*Your instructions*:
The first line of the data below and every line after it, through the one with "let out: String = entries", must be transcribed without change.

START Data for the task

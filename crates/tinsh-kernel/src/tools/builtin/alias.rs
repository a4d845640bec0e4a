//! alias — Show the alias table.
//!
//! ```text
//! alias          # alias name='value' for every alias, sorted
//! alias ll       # just ll
//! ```
//!
//! The table is fixed when the kernel is built; defining aliases from a
//! script is refused.

use async_trait::async_trait;

use crate::interpreter::{ExecResult, Session};
use crate::tools::Tool;

pub struct Alias;

#[async_trait]
impl Tool for Alias {
    fn name(&self) -> &str {
        "alias"
    }

    async fn execute(&self, args: Vec<String>, session: &mut Session) -> ExecResult {
        if args.is_empty() {
            let mut entries: Vec<_> = session.aliases().iter().collect();
            entries.sort_unstable();
            let out: String = entries
                .into_iter()
                .map(|(name, value)| format_alias(name, value))
                .collect();
            return ExecResult::success(out);
        }

        let mut out = String::new();
        for arg in &args {
            if arg.contains('=') {
                return ExecResult::failure(1, "alias: alias table is read-only");
            }
            match session.alias(arg) {
                Some(value) => out.push_str(&format_alias(arg, value)),
                None => return ExecResult::failure(1, format!("alias: {arg}: not found")),
            }
        }
        ExecResult::success(out)
    }
}

fn format_alias(name: &str, value: &str) -> String {
    format!("alias {name}='{value}'\n")
}

#[cfg(test)]
mod tests {
    use super::*;
    use crate::interpreter::AliasTable;

    fn session() -> Session {
        let mut aliases = AliasTable::new();
        aliases.insert("ll".into(), "ls -l".into());
        aliases.insert("g".into(), "git".into());
        Session::with_state(Default::default(), aliases)
    }

    #[tokio::test]
    async fn lists_sorted() {
        let mut session = session();
        let result = Alias.execute(vec![], &mut session).await;
        assert!(result.ok());
        assert_eq!(result.out, "alias g='git'\nalias ll='ls -l'\n");
    }

    #[tokio::test]
    async fn shows_one() {
        let mut session = session();
        let result = Alias.execute(vec!["ll".into()], &mut session).await;
        assert_eq!(result.out, "alias ll='ls -l'\n");
    }

    #[tokio::test]
    async fn unknown_fails() {
        let mut session = session();
        let result = Alias.execute(vec!["nope".into()], &mut session).await;
        assert_eq!(result.code, 1);
        assert_eq!(result.out, "alias: nope: not found\n");
    }

    #[tokio::test]
    async fn defining_is_refused() {
        let mut session = session();
        let result = Alias.execute(vec!["x=y".into()], &mut session).await;
        assert_eq!(result.code, 1);
        assert_eq!(session.alias("x"), None);
    }
}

END Data for the task

*Expected answer*:
filename crates/tinsh-kernel/src/tools/builtin/alias.rs
repository a4d845640bec0e4a
//! alias — Show the alias table.
//!
//! ```text
//! alias          # alias name='value' for every alias, sorted
//! alias ll       # just ll
//! ```
//!
//! The table is fixed when the kernel is built; defining aliases from a
//! script is refused.

use async_trait::async_trait;

use crate::interpreter::{ExecResult, Session};
use crate::tools::Tool;

pub struct Alias;

#[async_trait]
impl Tool for Alias {
    fn name(&self) -> &str {
        "alias"
    }

    async fn execute(&self, args: Vec<String>, session: &mut Session) -> ExecResult {
        if args.is_empty() {
            let mut entries: Vec<_> = session.aliases().iter().collect();
            entries.sort_unstable();
            let out: String = entries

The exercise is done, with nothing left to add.